Außerdem nivellierten Kosenamen wie Schatz, Bärli oder Herz die Geschlechterunterschiede der Partner. Während der Rufname beim Kennenlernen wichtige Hinweise über den anderen liefere – etwa auf Geschlecht, Religion, Alter –, werde später die Person interessanter und das emotionale Band, das sich in besonders liebevollen Benamsungen ausdrückt. Anders gesagt: In der Spitznamen-Phase verschmilzt das Paar zu einem nonbinären Bärli-Herz.
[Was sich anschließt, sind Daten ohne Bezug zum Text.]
//! Domain model for Tethered family connections and streaks.
//!
//! Nothing here touches storage or reads the clock. Callers pass `now` and the
//! store crate persists the values these types compute.

pub mod blob;
pub mod connection;
pub mod error;
pub mod events;
pub mod invite;
pub mod prompt;
pub mod streak;
pub mod time;
pub mod user;

pub use connection::{FamilyConnection, Interaction, InteractionKind};
pub use error::{Error, InviteError, Result};
pub use events::{ConnectionEvent, EventHub, Subscription};
pub use invite::InviteCode;
pub use prompt::{DailyPrompt, PromptGenerator};
pub use streak::{Streak, StreakLevel, Transition};
pub use time::DayClock;
pub use user::{UserRole, UserSummary};

#[cfg(any(test, feature = "testing"))]
pub mod testing;
//! API key issuance and hashing, plus shared-secret checks.
//!
//! Keys are shown to the client once; only their SHA-256 hash is stored.

use subtle::ConstantTimeEq;

use crate::ServiceError;

/// Prefix that marks a Tethered API key.
pub const API_KEY_PREFIX: &str = "tsk_";

/// Generate a new API key: prefix + 32 random bytes, hex-encoded.
pub fn generate_api_key() -> Result<String, ServiceError> {
    let mut bytes = [0u8; 32];
    getrandom::getrandom(&mut bytes)
        .map_err(|e| ServiceError::Internal(format!("RNG failure: {e}")))?;
    Ok(format!("{API_KEY_PREFIX}{}", hex::encode(bytes)))
}

/// Hash a token with SHA-256 for storage. Returns hex-encoded.
pub fn hash_token(token: &str) -> String {
    use sha2::Digest;
    let hash = sha2::Sha256::digest(token.as_bytes());
    hex::encode(hash)
}

/// Compare a presented shared secret against the configured one in
/// constant time.
///
/// An empty configured secret never matches, so an unconfigured
/// deployment rejects every scheduled call.
pub fn shared_secret_matches(expected: &str, provided: Option<&str>) -> bool {
    let expected = expected.trim();
    let Some(provided) = provided.map(str::trim) else {
        return false;
    };
    if expected.is_empty() {
        return false;
    }
    expected.as_bytes().ct_eq(provided.as_bytes()).into()
}

#[cfg(test)]
mod tests {
    use super::*;

    #[test]
    fn keys_are_prefixed_and_unique() {
        let a = generate_api_key().unwrap();
        let b = generate_api_key().unwrap();
        assert!(a.starts_with(API_KEY_PREFIX));
        assert_eq!(a.len(), API_KEY_PREFIX.len() + 64);
        assert_ne!(a, b);
    }

    #[test]
    fn hash_is_stable_hex() {
        let h = hash_token("tsk_abc");
        assert_eq!(h.len(), 64);
        assert_eq!(h, hash_token("tsk_abc"));
        assert_ne!(h, hash_token("tsk_abd"));
    }

    #[test]
    fn shared_secret_fails_closed() {
        assert!(shared_secret_matches("s3cret", Some("s3cret")));
        assert!(shared_secret_matches("s3cret", Some(" s3cret ")));
        assert!(!shared_secret_matches("s3cret", Some("s3cre")));
        assert!(!shared_secret_matches("s3cret", Some("s3cret!")));
        assert!(!shared_secret_matches("s3cret", Some("S3CRET")));
        assert!(!shared_secret_matches("s3cret", None));
        assert!(!shared_secret_matches("", Some("")));
        assert!(!shared_secret_matches("  ", Some("  ")));
    }
}
//! SQLite-backed store client and the connection/streak services.
//!
//! Every service is built from an explicitly opened [`Db`]; there is no
//! global client. Operations that change shared state commit as a single
//! transaction or a single conditional statement.

pub mod blobs;
pub mod connections;
pub mod db;
pub mod invites;
pub mod prompts;
pub mod streaks;
pub mod sweeper;
pub mod users;

pub use blobs::LocalBlobStore;
pub use connections::{ConnectionManager, ConnectionOverview};
pub use db::{Db, StoreConfig};
pub use invites::{InviteService, Redemption};
pub use prompts::DailyPrompts;
pub use streaks::{RecordedInteraction, StreakTracker};
pub use sweeper::{AtRisk, ReminderEmitter, StreakSweeper, SweepReport};
pub use users::{Registration, UserDirectory};
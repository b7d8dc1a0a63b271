//! Compile-time–checked column identifiers for all tables.

use sea_query::Iden;

#[derive(Iden)]
pub enum Users {
    Table,
    Id,
    Name,
    UserType,
    AvatarUrl,
    ApiKeyHash,
    CreatedAt,
    UpdatedAt,
}

#[derive(Iden)]
pub enum InviteCodes {
    Table,
    Code,
    OwnerId,
    CreatedAt,
    ExpiresAt,
    UsedAt,
    UsedBy,
}

#[derive(Iden)]
pub enum FamilyConnections {
    Table,
    Id,
    PartyA,
    PartyB,
    ConnectedAt,
}

#[derive(Iden)]
pub enum ConnectionMembers {
    Table,
    UserId,
    ConnectionId,
}

#[derive(Iden)]
pub enum Streaks {
    Table,
    ConnectionId,
    CurrentStreakDays,
    LongestStreakDays,
    LastInteractionDate,
    LastInteractionAt,
    UpdatedAt,
}

#[derive(Iden)]
pub enum Interactions {
    Table,
    Id,
    ConnectionId,
    UserId,
    Kind,
    Day,
    OccurredAt,
}

#[derive(Iden)]
pub enum StreakReminders {
    Table,
    Id,
    ConnectionId,
    ReminderDate,
    CurrentStreakDays,
    CreatedAt,
}

#[derive(Iden)]
pub enum DailyPrompts {
    Table,
    Date,
    PromptText,
    GeneratedBy,
    CreatedAt,
}
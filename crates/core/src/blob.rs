//! Opaque blob storage collaborator (avatars, check-in photos).

use thiserror::Error;

#[derive(Debug, Error)]
pub enum BlobError {
    #[error("invalid blob path: {0}")]
    InvalidPath(String),
    #[error("blob not found: {0}")]
    NotFound(String),
    #[error("io error: {0}")]
    Io(#[from] std::io::Error),
}

pub trait BlobStore: Send + Sync {
    /// Store `bytes` and return the public URL they are served from.
    fn upload(&self, bucket: &str, path: &str, bytes: &[u8]) -> Result<String, BlobError>;

    fn delete(&self, bucket: &str, path: &str) -> Result<(), BlobError>;
}

/// Reject anything that could escape the bucket: empty or dot segments,
/// absolute paths, backslashes, and characters outside `[A-Za-z0-9._-]`.
pub fn validate_blob_key(bucket: &str, path: &str) -> Result<(), BlobError> {
    let segment_ok = |seg: &str| {
        !seg.is_empty()
            && seg != "."
            && seg != ".."
            && seg
                .chars()
                .all(|c| c.is_ascii_alphanumeric() || matches!(c, '.' | '_' | '-'))
    };
    if !segment_ok(bucket) {
        return Err(BlobError::InvalidPath(bucket.to_string()));
    }
    if path.starts_with('/') || !path.split('/').all(segment_ok) {
        return Err(BlobError::InvalidPath(path.to_string()));
    }
    Ok(())
}
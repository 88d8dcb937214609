//! Configuration for the external tool chain.

use serde::{Deserialize, Serialize};
use std::path::PathBuf;
use std::time::Duration;

/// Binary locations and watchdog limits for the command-line toolkit.
#[derive(Debug, Clone, PartialEq, Serialize, Deserialize)]
pub struct ToolkitConfig {
    /// Path to the `file` binary (mime sniffing).
    #[serde(default = "default_file_path")]
    pub file_path: PathBuf,

    /// Path to the hashing binary. Must print `<hex digest> <filename>`.
    #[serde(default = "default_hash_path")]
    pub hash_path: PathBuf,

    /// Path to `stat` (file sizes).
    #[serde(default = "default_stat_path")]
    pub stat_path: PathBuf,

    /// Path to `df` (free space).
    #[serde(default = "default_df_path")]
    pub df_path: PathBuf,

    /// Path to the still image encoder.
    #[serde(default = "default_cwebp_path")]
    pub cwebp_path: PathBuf,

    /// Path to ffmpeg (animated WebP from video).
    #[serde(default = "default_ffmpeg_path")]
    pub ffmpeg_path: PathBuf,

    /// Watchdog for a single conversion process, in seconds.
    #[serde(default = "default_timeout")]
    pub timeout_secs: u64,

    /// Watchdog for the short inspection commands, in seconds.
    #[serde(default = "default_probe_timeout")]
    pub probe_timeout_secs: u64,

    /// FFmpeg log level (quiet, panic, fatal, error, warning, info, verbose, debug, trace).
    #[serde(default = "default_log_level")]
    pub ffmpeg_log_level: String,
}

fn default_file_path() -> PathBuf {
    PathBuf::from("file")
}

fn default_hash_path() -> PathBuf {
    PathBuf::from("sha256sum")
}

fn default_stat_path() -> PathBuf {
    PathBuf::from("stat")
}

fn default_df_path() -> PathBuf {
    PathBuf::from("df")
}

fn default_cwebp_path() -> PathBuf {
    PathBuf::from("cwebp")
}

fn default_ffmpeg_path() -> PathBuf {
    PathBuf::from("ffmpeg")
}

fn default_timeout() -> u64 {
    300 // 5 minutes
}

fn default_probe_timeout() -> u64 {
    30
}

fn default_log_level() -> String {
    "error".to_string()
}

impl Default for ToolkitConfig {
    fn default() -> Self {
        Self {
            file_path: default_file_path(),
            hash_path: default_hash_path(),
            stat_path: default_stat_path(),
            df_path: default_df_path(),
            cwebp_path: default_cwebp_path(),
            ffmpeg_path: default_ffmpeg_path(),
            timeout_secs: default_timeout(),
            probe_timeout_secs: default_probe_timeout(),
            ffmpeg_log_level: default_log_level(),
        }
    }
}

impl ToolkitConfig {
    /// Creates a config with custom encoder paths.
    pub fn with_encoders(cwebp_path: PathBuf, ffmpeg_path: PathBuf) -> Self {
        Self {
            cwebp_path,
            ffmpeg_path,
            ..Default::default()
        }
    }

    /// Sets the conversion watchdog in seconds.
    pub fn with_timeout(mut self, timeout_secs: u64) -> Self {
        self.timeout_secs = timeout_secs;
        self
    }

    pub fn conversion_timeout(&self) -> Duration {
        Duration::from_secs(self.timeout_secs)
    }

    pub fn probe_timeout(&self) -> Duration {
        Duration::from_secs(self.probe_timeout_secs)
    }
}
Thomas Mann war das Rehherz
Bei Paaren muss man doch noch einmal zu den Manns kommen. Katia nannte ihren Mann in Briefen poetisch Rehherz, er sie oft Katia oder Mielein, ein Name, den die Kinder ihr gaben. Katia Mann selbst stellte sich übrigens gern als Frau Thomas Mann vor. Aber das ist noch mal eine andere Geschichte.